*Work instructions:* All lines from the opening of the entries below through the line containing "Flutter Process Errors" must be output exactly as they appear, with no other lines.

*Saved entries:*
┏━━

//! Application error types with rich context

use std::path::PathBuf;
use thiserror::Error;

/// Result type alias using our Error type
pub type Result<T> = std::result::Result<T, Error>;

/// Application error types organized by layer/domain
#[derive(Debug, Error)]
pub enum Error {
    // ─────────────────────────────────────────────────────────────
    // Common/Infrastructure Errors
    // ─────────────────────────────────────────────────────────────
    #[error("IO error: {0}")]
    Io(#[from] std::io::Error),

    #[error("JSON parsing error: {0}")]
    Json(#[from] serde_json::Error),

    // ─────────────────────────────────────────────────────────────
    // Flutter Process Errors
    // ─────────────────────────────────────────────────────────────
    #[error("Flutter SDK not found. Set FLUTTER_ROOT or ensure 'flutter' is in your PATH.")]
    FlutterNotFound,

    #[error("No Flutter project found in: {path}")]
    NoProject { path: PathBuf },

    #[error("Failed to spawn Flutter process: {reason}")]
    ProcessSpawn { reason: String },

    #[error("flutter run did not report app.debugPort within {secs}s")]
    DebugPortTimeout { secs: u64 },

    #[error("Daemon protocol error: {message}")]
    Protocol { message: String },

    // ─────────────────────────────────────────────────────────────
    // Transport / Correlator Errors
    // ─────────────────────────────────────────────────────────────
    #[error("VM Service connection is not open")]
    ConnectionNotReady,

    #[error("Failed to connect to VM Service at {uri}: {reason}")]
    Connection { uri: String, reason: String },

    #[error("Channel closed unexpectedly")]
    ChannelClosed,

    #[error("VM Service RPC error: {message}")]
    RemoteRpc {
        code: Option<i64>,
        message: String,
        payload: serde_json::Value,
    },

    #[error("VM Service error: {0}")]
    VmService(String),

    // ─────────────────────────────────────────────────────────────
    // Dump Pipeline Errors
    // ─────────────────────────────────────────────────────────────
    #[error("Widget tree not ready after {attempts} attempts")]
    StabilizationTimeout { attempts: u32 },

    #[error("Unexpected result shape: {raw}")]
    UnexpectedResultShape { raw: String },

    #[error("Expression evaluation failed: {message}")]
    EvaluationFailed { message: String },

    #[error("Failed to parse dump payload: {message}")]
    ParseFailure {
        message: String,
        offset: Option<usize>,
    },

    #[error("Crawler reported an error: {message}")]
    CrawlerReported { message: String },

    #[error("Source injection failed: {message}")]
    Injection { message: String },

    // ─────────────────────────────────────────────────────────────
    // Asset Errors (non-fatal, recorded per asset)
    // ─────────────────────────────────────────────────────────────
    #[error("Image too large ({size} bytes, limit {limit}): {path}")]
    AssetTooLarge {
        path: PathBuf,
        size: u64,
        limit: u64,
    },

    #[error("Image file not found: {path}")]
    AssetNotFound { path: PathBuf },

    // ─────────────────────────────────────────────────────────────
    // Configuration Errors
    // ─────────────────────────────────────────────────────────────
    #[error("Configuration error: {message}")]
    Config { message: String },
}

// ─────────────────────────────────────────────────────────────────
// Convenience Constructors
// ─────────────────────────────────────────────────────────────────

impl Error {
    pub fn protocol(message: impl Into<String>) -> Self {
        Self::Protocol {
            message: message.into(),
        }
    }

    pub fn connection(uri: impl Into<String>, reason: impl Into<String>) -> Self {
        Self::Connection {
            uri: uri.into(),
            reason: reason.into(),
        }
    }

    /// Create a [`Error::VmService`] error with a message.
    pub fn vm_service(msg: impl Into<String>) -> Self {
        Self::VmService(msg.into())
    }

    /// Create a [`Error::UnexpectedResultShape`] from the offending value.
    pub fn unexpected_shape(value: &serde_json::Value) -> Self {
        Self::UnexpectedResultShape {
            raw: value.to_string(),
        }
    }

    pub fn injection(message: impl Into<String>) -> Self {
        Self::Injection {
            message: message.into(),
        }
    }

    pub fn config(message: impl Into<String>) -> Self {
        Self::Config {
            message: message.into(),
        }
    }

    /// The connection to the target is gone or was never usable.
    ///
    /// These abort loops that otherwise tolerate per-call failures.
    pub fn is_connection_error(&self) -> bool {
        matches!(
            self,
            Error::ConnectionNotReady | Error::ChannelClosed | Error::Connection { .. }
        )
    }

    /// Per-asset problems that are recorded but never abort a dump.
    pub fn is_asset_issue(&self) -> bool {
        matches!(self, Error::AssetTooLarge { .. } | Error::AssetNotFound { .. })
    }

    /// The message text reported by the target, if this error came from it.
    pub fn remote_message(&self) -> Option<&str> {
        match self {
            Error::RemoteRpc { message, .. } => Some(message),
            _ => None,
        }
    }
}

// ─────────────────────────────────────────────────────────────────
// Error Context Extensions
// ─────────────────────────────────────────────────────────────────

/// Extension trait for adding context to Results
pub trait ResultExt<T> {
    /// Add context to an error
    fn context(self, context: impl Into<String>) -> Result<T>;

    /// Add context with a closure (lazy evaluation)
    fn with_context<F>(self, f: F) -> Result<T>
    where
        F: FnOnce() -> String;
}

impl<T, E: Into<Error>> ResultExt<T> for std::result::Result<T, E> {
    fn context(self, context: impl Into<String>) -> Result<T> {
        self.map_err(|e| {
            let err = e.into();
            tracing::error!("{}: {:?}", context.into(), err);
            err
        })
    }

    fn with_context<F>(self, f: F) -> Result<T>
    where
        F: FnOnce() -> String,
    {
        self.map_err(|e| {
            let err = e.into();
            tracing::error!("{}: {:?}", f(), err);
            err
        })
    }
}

┗━━

*Written reply:*
//! Application error types with rich context

use std::path::PathBuf;
use thiserror::Error;

/// Result type alias using our Error type
pub type Result<T> = std::result::Result<T, Error>;

/// Application error types organized by layer/domain
#[derive(Debug, Error)]
pub enum Error {
    // ─────────────────────────────────────────────────────────────
    // Common/Infrastructure Errors
    // ─────────────────────────────────────────────────────────────
    #[error("IO error: {0}")]
    Io(#[from] std::io::Error),

    #[error("JSON parsing error: {0}")]
    Json(#[from] serde_json::Error),

    // ─────────────────────────────────────────────────────────────
    // Flutter Process Errors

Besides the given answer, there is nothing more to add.